After US authors were admitted last year, Ion Trewin, literary director of the Booker Prize Foundation, declared that the "winner of the 2014 [Man Booker] prize will be able to say: 'I am the best in the English-speaking world"' - suggesting the Man Booker serves as global scout.
In fact, like the Baileys Women's Prize and the Folio Prize, it's a British prize, with British or British-based judges, selecting from works of fiction submitted by British publishers from the lists of books published that year in Britain.
No surprise then, as Scottish writer Alan Bissett noted in 2012, that "of the 46 Booker winners [to date], 24 have been English - over half - although England represents a mere 2.5 per cent of the Commonwealth", because most novels published in Britain are by English authors. No surprise that only three New Zealand novels have made the shortlist in the entire 46-year history of the prize, because most Commonwealth novels are not published in the UK.

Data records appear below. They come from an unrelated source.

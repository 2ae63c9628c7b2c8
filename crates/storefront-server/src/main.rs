//! Storefront Server - load-testing and profiling demo API
//!
//! This binary serves the compute-and-cache demonstration endpoint, the
//! bearer-token probe and health checks.

use clap::{Parser, Subcommand};
use std::path::{Path, PathBuf};
use tracing::{error, info, Level};
use tracing_subscriber::{fmt, prelude::*, EnvFilter};

use storefront_server::{
    config::ServerConfig,
    error::{ServerError, ServerResult},
    server::{run_server, StorefrontServer},
};

/// Command line arguments
#[derive(Parser)]
#[command(
    name = "storefront-server",
    version,
    about = "Storefront demo API with result caching and continuous profiling",
    long_about = "Serves /api/public-heavy, a CPU-bound endpoint with an unoptimized ('before') and a cached, optimized ('after') mode, plus /api/private-user and health checks. Set PYROSCOPE_SERVER_ADDRESS, PYROSCOPE_BASIC_AUTH_USER and PYROSCOPE_BASIC_AUTH_PASSWORD to attach a profiling agent."
)]
struct Args {
    /// Configuration file path
    #[arg(short, long, value_name = "FILE")]
    config: Option<PathBuf>,

    /// Server bind address (overrides the configuration file)
    #[arg(short, long)]
    bind: Option<String>,

    /// Log level
    #[arg(short, long, default_value = "info")]
    log_level: String,

    /// Enable JSON logging
    #[arg(long)]
    json_logs: bool,

    /// Subcommands
    #[command(subcommand)]
    command: Option<Commands>,
}

/// Available subcommands
#[derive(Subcommand)]
enum Commands {
    /// Start the server
    Start,
    /// Generate a default configuration file
    Config {
        /// Output file path
        #[arg(short, long, default_value = "storefront-server.toml")]
        output: PathBuf,
        /// Overwrite existing file
        #[arg(long)]
        force: bool,
    },
    /// Validate configuration file
    Validate {
        /// Configuration file to validate
        config: PathBuf,
    },
    /// Show server information
    Info,
}

#[tokio::main]
async fn main() -> ServerResult<()> {
    let args = Args::parse();

    init_logging(&args)?;

    match args.command {
        Some(Commands::Start) | None => start_server(args.config, args.bind).await,
        Some(Commands::Config { ref output, force }) => generate_config(output, force),
        Some(Commands::Validate { ref config }) => validate_config(config),
        Some(Commands::Info) => {
            show_info();
            Ok(())
        }
    }
}

/// Initialize logging based on command line arguments
fn init_logging(args: &Args) -> ServerResult<()> {
    let log_level = args
        .log_level
        .parse::<Level>()
        .map_err(|_| ServerError::Config(format!("Invalid log level: {}", args.log_level)))?;

    let mut env_filter = EnvFilter::from_default_env();
    for target in ["storefront_server", "storefront_core", "tower_http"] {
        let directive = format!("{}={}", target, log_level)
            .parse()
            .map_err(|e| ServerError::Config(format!("Invalid log directive: {}", e)))?;
        env_filter = env_filter.add_directive(directive);
    }

    if args.json_logs {
        tracing_subscriber::registry()
            .with(fmt::layer().json())
            .with(env_filter)
            .init();
    } else {
        tracing_subscriber::registry()
            .with(fmt::layer().pretty())
            .with(env_filter)
            .init();
    }

    Ok(())
}

/// Load the configuration file (or defaults), then apply overrides
fn load_config(config_path: Option<PathBuf>, bind: Option<String>) -> ServerResult<ServerConfig> {
    let mut config = match config_path {
        Some(path) => {
            info!("Loading configuration from: {:?}", path);
            ServerConfig::from_file(&path)
                .map_err(|e| ServerError::Config(format!("Failed to load config: {}", e)))?
        }
        None => {
            info!("Using default configuration");
            ServerConfig::default()
        }
    };

    if let Some(bind) = bind {
        config.bind = bind
            .parse()
            .map_err(|e| ServerError::Config(format!("Invalid bind address: {}", e)))?;
    }

    config.profiling.apply_env();
    Ok(config)
}

/// Start the server
async fn start_server(config_path: Option<PathBuf>, bind: Option<String>) -> ServerResult<()> {
    info!("Starting Storefront Server v{}", storefront_server::VERSION);

    let config = load_config(config_path, bind)?;
    let server = StorefrontServer::new(config);

    info!("Server configuration:");
    info!("  Bind address: {}", server.config().bind);
    info!("  Cache TTL: {}s", server.config().cache.ttl_secs);
    info!(
        "  Workload defaults: size={} rounds={}",
        server.config().workload.default_size,
        server.config().workload.default_rounds
    );
    info!(
        "  Profiling configured: {}",
        server.state().profiling.is_configured()
    );

    run_server(server).await
}

/// Generate a default configuration file
fn generate_config(output: &Path, force: bool) -> ServerResult<()> {
    if output.exists() && !force {
        error!("Configuration file already exists: {:?}", output);
        error!("Use --force to overwrite");
        return Err(ServerError::Config(
            "Configuration file already exists".to_string(),
        ));
    }

    ServerConfig::default()
        .to_file(output)
        .map_err(|e| ServerError::Config(format!("Failed to write config: {}", e)))?;

    info!("Generated default configuration file: {:?}", output);
    Ok(())
}

/// Validate a configuration file
fn validate_config(config_path: &Path) -> ServerResult<()> {
    info!("Validating configuration file: {:?}", config_path);

    match ServerConfig::from_file(config_path) {
        Ok(config) => {
            info!("Configuration is valid");
            info!("  Bind address: {}", config.bind);
            info!("  Cache TTL: {}s", config.cache.ttl_secs);
            info!(
                "  Workload ceilings: size<={} rounds<={}",
                config.workload.max_size, config.workload.max_rounds
            );
            Ok(())
        }
        Err(e) => {
            error!("Configuration validation failed: {}", e);
            Err(ServerError::Config(format!("Invalid configuration: {}", e)))
        }
    }
}

/// Show server information
fn show_info() {
    println!("Storefront Server v{}", storefront_server::VERSION);
    println!("Demo API for load-testing and continuous profiling");
    println!();
    println!("Endpoints:");
    println!("  GET /api/public-heavy?mode=before|after&size=N&rounds=N");
    println!("  GET /api/private-user     (requires 'Authorization: Bearer <token>')");
    println!("  GET /health, /health/ready, /health/live");
    println!();
    println!("Profiling environment:");
    println!("  PYROSCOPE_SERVER_ADDRESS, PYROSCOPE_BASIC_AUTH_USER,");
    println!("  PYROSCOPE_BASIC_AUTH_PASSWORD, PYROSCOPE_APPLICATION_NAME");
    println!();
    println!("Usage:");
    println!("  storefront-server                         # Start with default config");
    println!("  storefront-server -c config.toml          # Start with custom config");
    println!("  storefront-server config                  # Generate default config");
    println!("  storefront-server validate config.toml    # Validate config file");
}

English author Philip Hensher admits that prize committees "are at the mercy of what London publishers think will sell in London".
Orhan Pamuk writes: "We all give too much importance to the idea of a world with a centre." Must those of us south of the equator accept what he calls "being consigned to the margins", looking north for our cultural cues, allowing London and New York to shape the canon? It's time to level our gaze, and speak directly to each other.
Paula Morris is a novelist who teaches at the University of Auckland.